Data For Health Initiative National Public Health Bulletins Vitally Important
By Michelle Panneton, MPH, senior program officer for the CDC Foundation
In 2015, Bloomberg Philanthropies launched the Data for Health Initiative (D4H) to help governments build sustainable capacity to gather and use scientific data to guide decision making and policy development. One part of the initiative, called the Data Impact Program, aims to ensure health policy makers use reliable, carefully analyzed data to make informed decisions.
A component of the Data Impact Program involves the development of National Public Health Bulletins (PHBs). A national PHB serves as a voice of the government, alerting the public and professionals to public health threats, providing updates on the control of infectious diseases, and providing clinical recommendations and other guidance. As a senior program officer for the CDC Foundation, I support the D4H and the Data Impact program. As part of this work, the U.S. Centers for Disease Control and Prevention (CDC) is providing technical assistance to teams of PHB editors in Bangladesh, Colombia, Ghana, Tanzania and Zambia.
There are many challenges for the editors to develop PHBs in these countries, including limited resources and guidelines for this work. There are also limited opportunities for the teams to share knowledge gained from experience.
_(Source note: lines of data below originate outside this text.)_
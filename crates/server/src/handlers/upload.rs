//! Multipart upload.
//!
//! The `file` field is streamed once through a [`TeeUpload`] into a staging
//! file. The catalog row is inserted before the staged blob is committed, so
//! a storage-name collision is settled by the catalog's unique constraint and
//! never overwrites an existing blob.

use crate::error::{ApiError, ApiResult};
use crate::metrics;
use crate::state::AppState;
use axum::Json;
use axum::extract::multipart::{Field, MultipartError, MultipartRejection};
use axum::extract::{Multipart, State};
use axum::http::header::CONTENT_LENGTH;
use axum::http::{HeaderMap, StatusCode};
use dss_core::storage_name::display_name;
use dss_core::tag::normalize_tags;
use dss_metadata::NewFile;
use dss_storage::{StagedBlob, TeeUpload};
use serde::Serialize;
use std::time::Instant;
use uuid::Uuid;

/// Multipart framing allowed on top of the file size ceiling when checking
/// `Content-Length` up front.
pub const MULTIPART_OVERHEAD: u64 = 64 * 1024;

/// Largest raw `tag` field read before trimming.
const MAX_RAW_TAG_BYTES: usize = 4 * 1024;

const FILE_FIELD: &str = "file";
const TAG_FIELD: &str = "tag";

/// Response body for POST /upload.
#[derive(Debug, Serialize)]
pub struct UploadResponse {
    pub key: Uuid,
}

/// A staged file waiting for its catalog row.
struct PendingFile {
    blob: StagedBlob,
    storage_path: String,
    original_name: Option<String>,
}

#[derive(Default)]
struct UploadForm {
    file: Option<PendingFile>,
    tags: Vec<String>,
}

impl UploadForm {
    async fn discard(self) {
        if let Some(file) = self.file {
            discard_blob(file.blob, &file.storage_path).await;
        }
    }
}

/// POST /upload
///
/// Form fields: one `file` (with a filename) and any number of `tag`.
pub async fn upload_file(
    State(state): State<AppState>,
    headers: HeaderMap,
    multipart: Result<Multipart, MultipartRejection>,
) -> ApiResult<(StatusCode, Json<UploadResponse>)> {
    let started = Instant::now();
    let result = store_upload(&state, &headers, multipart).await;
    match &result {
        Ok(_) => metrics::UPLOAD_DURATION.observe(started.elapsed().as_secs_f64()),
        Err(e) => metrics::record_upload_error(e.code()),
    }
    result
}

async fn store_upload(
    state: &AppState,
    headers: &HeaderMap,
    multipart: Result<Multipart, MultipartRejection>,
) -> ApiResult<(StatusCode, Json<UploadResponse>)> {
    let limit = state.config.server.max_upload_size;
    check_content_length(headers, limit)?;
    let mut multipart = multipart.map_err(|e| ApiError::BadRequest(e.body_text()))?;

    let mut form = UploadForm::default();
    if let Err(e) = read_fields(state, &mut multipart, limit, &mut form).await {
        form.discard().await;
        return Err(e);
    }

    let Some(file) = form.file else {
        return Err(ApiError::BadRequest("missing file field".to_string()));
    };
    let size = file.blob.size();
    let hash = file.blob.hash().to_hex();
    let PendingFile {
        blob,
        storage_path,
        original_name,
    } = file;

    let key = match catalog(state, &storage_path, original_name, form.tags, &hash, size).await {
        Ok(key) => key,
        Err(e) => {
            discard_blob(blob, &storage_path).await;
            return Err(e);
        }
    };

    if let Err(e) = blob.commit().await {
        metrics::ORPHANS_DETECTED.inc();
        tracing::error!(
            key = %key,
            storage_path = %storage_path,
            error = %e,
            "Blob commit failed after cataloging; row is orphaned"
        );
        return Err(ApiError::Internal(format!(
            "failed to commit blob for file {key}"
        )));
    }

    metrics::UPLOADS.inc();
    metrics::BYTES_UPLOADED.inc_by(size);
    tracing::info!(
        key = %key,
        storage_path = %storage_path,
        size,
        hash = %hash,
        "File stored"
    );

    Ok((StatusCode::CREATED, Json(UploadResponse { key })))
}

fn check_content_length(headers: &HeaderMap, limit: u64) -> ApiResult<()> {
    let declared = headers
        .get(CONTENT_LENGTH)
        .and_then(|v| v.to_str().ok())
        .and_then(|v| v.parse::<u64>().ok());
    match declared {
        Some(len) if len > limit.saturating_add(MULTIPART_OVERHEAD) => Err(
            ApiError::PayloadTooLarge(format!("declared body of {len} bytes exceeds {limit}")),
        ),
        _ => Ok(()),
    }
}

async fn read_fields(
    state: &AppState,
    multipart: &mut Multipart,
    limit: u64,
    form: &mut UploadForm,
) -> ApiResult<()> {
    while let Some(mut field) = multipart.next_field().await.map_err(bad_multipart)? {
        let name = field.name().map(str::to_string);
        match name.as_deref() {
            Some(TAG_FIELD) => {
                let tag = read_tag(&mut field).await?;
                form.tags = normalize_tags(
                    form.tags
                        .iter()
                        .map(String::as_str)
                        .chain(std::iter::once(tag.as_str())),
                )?;
            }
            Some(FILE_FIELD) => {
                if form.file.is_some() {
                    return Err(ApiError::BadRequest(
                        "more than one file field".to_string(),
                    ));
                }
                let original = field
                    .file_name()
                    .filter(|name| !name.trim().is_empty())
                    .map(str::to_string)
                    .ok_or_else(|| ApiError::BadRequest("file field has no filename".into()))?;
                form.file = Some(stage_file(state, &mut field, &original, limit).await?);
            }
            other => {
                tracing::debug!(field = ?other, "Ignoring unknown upload field");
            }
        }
    }
    Ok(())
}

async fn read_tag(field: &mut Field<'_>) -> ApiResult<String> {
    let mut raw = Vec::new();
    while let Some(chunk) = field.chunk().await.map_err(bad_multipart)? {
        if raw.len() + chunk.len() > MAX_RAW_TAG_BYTES {
            return Err(ApiError::BadRequest("tag field too long".to_string()));
        }
        raw.extend_from_slice(&chunk);
    }
    String::from_utf8(raw).map_err(|_| ApiError::BadRequest("tag is not valid UTF-8".into()))
}

async fn stage_file(
    state: &AppState,
    field: &mut Field<'_>,
    original: &str,
    limit: u64,
) -> ApiResult<PendingFile> {
    let storage_path = state.names.generate(original);
    let upload = state.storage.put_stream(&storage_path).await?;
    let mut tee = TeeUpload::new(upload, limit);

    let streamed = async {
        while let Some(chunk) = field.chunk().await.map_err(bad_multipart)? {
            tee.write(chunk).await?;
        }
        Ok::<(), ApiError>(())
    }
    .await;

    if let Err(e) = streamed {
        tracing::debug!(
            storage_path = %storage_path,
            bytes = tee.bytes_written(),
            error = %e,
            "Aborting staged upload"
        );
        if let Err(abort_err) = tee.abort().await {
            tracing::warn!(storage_path = %storage_path, error = %abort_err, "Failed to remove staging file");
        }
        return Err(e);
    }

    Ok(PendingFile {
        blob: tee.seal(),
        storage_path,
        original_name: display_name(original),
    })
}

/// Insert the catalog row. Takes plain fields so nothing borrowed from the
/// staged blob is held across the insert.
async fn catalog(
    state: &AppState,
    storage_path: &str,
    original_name: Option<String>,
    tags: Vec<String>,
    hash: &str,
    size: u64,
) -> ApiResult<Uuid> {
    let size_bytes = i64::try_from(size)
        .map_err(|_| ApiError::Internal("file size out of range".to_string()))?;
    let key = state
        .metadata
        .create_file(&NewFile {
            storage_path: storage_path.to_string(),
            original_name,
            tags,
            hash: Some(hash.to_string()),
            size_bytes,
        })
        .await?;
    Ok(key)
}

async fn discard_blob(blob: StagedBlob, storage_path: &str) {
    if let Err(e) = blob.abort().await {
        tracing::warn!(storage_path = %storage_path, error = %e, "Failed to remove staging file");
    }
}

fn bad_multipart(err: MultipartError) -> ApiError {
    ApiError::BadRequest(format!("malformed multipart body: {}", err.body_text()))
}

#[cfg(test)]
mod tests {
    use super::*;
    use axum::handler::Handler;
    use axum::http::HeaderValue;

    fn assert_handler<H: Handler<T, AppState>, T>(_: H) {}

    #[test]
    fn test_upload_file_is_a_routable_handler() {
        // Fails to compile if the handler future stops being Send.
        assert_handler(upload_file);
    }

    #[test]
    fn test_content_length_precheck() {
        let mut headers = HeaderMap::new();
        assert!(check_content_length(&headers, 10).is_ok());

        headers.insert(
            CONTENT_LENGTH,
            HeaderValue::from(10 + MULTIPART_OVERHEAD),
        );
        assert!(check_content_length(&headers, 10).is_ok());

        headers.insert(
            CONTENT_LENGTH,
            HeaderValue::from(11 + MULTIPART_OVERHEAD),
        );
        let err = check_content_length(&headers, 10).unwrap_err();
        assert_eq!(err.status_code(), StatusCode::PAYLOAD_TOO_LARGE);
    }

    #[test]
    fn test_content_length_precheck_ignores_garbage() {
        let mut headers = HeaderMap::new();
        headers.insert(CONTENT_LENGTH, HeaderValue::from_static("lots"));
        assert!(check_content_length(&headers, 10).is_ok());
    }
}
To address these challenges, and to help promote a community of practice among the editors, the CDC Foundation recently convened a workshop for the PHB teams to share knowledge and experiences on developing a bulletin. The workshop had three primary objectives, including promoting a sense of community among participants; identifying the information needs and resources specific to the development of a PHB; and identifying forums for communicating needs and sharing resources.
A team from CDC helped lead the workshop, provided extensive technical assistance and gave a presentation on best practices for their Morbidity and Mortality Weekly Report (MMWR) publication. It was great to hear from CDC’s Charlotte Kent, PhD, MPH, acting editor-in-chief and executive editor for MMWR. Often referred to as the “voice of CDC,” the MMWR is the U.S. PHB, thus serving as the agency’s primary vehicle for scientific publication of timely, reliable, accurate and objective public health information. With over 50 years’ history, the lessons learned by the MMWR will serve as a great support tool for the editors.
The theme of the workshop was “Your greatest resources are each other.” It was incredible to see the editors interact and learn from each other in this workshop as they continue to launch and develop their own countries’ programs.
According to Raymond Hamoonga, managing editor of The Health Press in Zambia, “I am privileged to assemble all of the various components of producing the bulletin, ensuring data is turned into policy, interventions and public health lessons.”
When asked about the workshop, Hamoonga said, “This workshop has been very interactive and everyone has been very engaged. It’s great learning and appreciating the various perspectives from the participating countries.”
Support for D4H is provided by Bloomberg Philanthropies in partnership with the Australian government. As we enter year four of the initiative, current work is focused on developing institutionalization plans for all components and programs as a means to help 1.2 billion people in 20 countries live healthier, longer lives.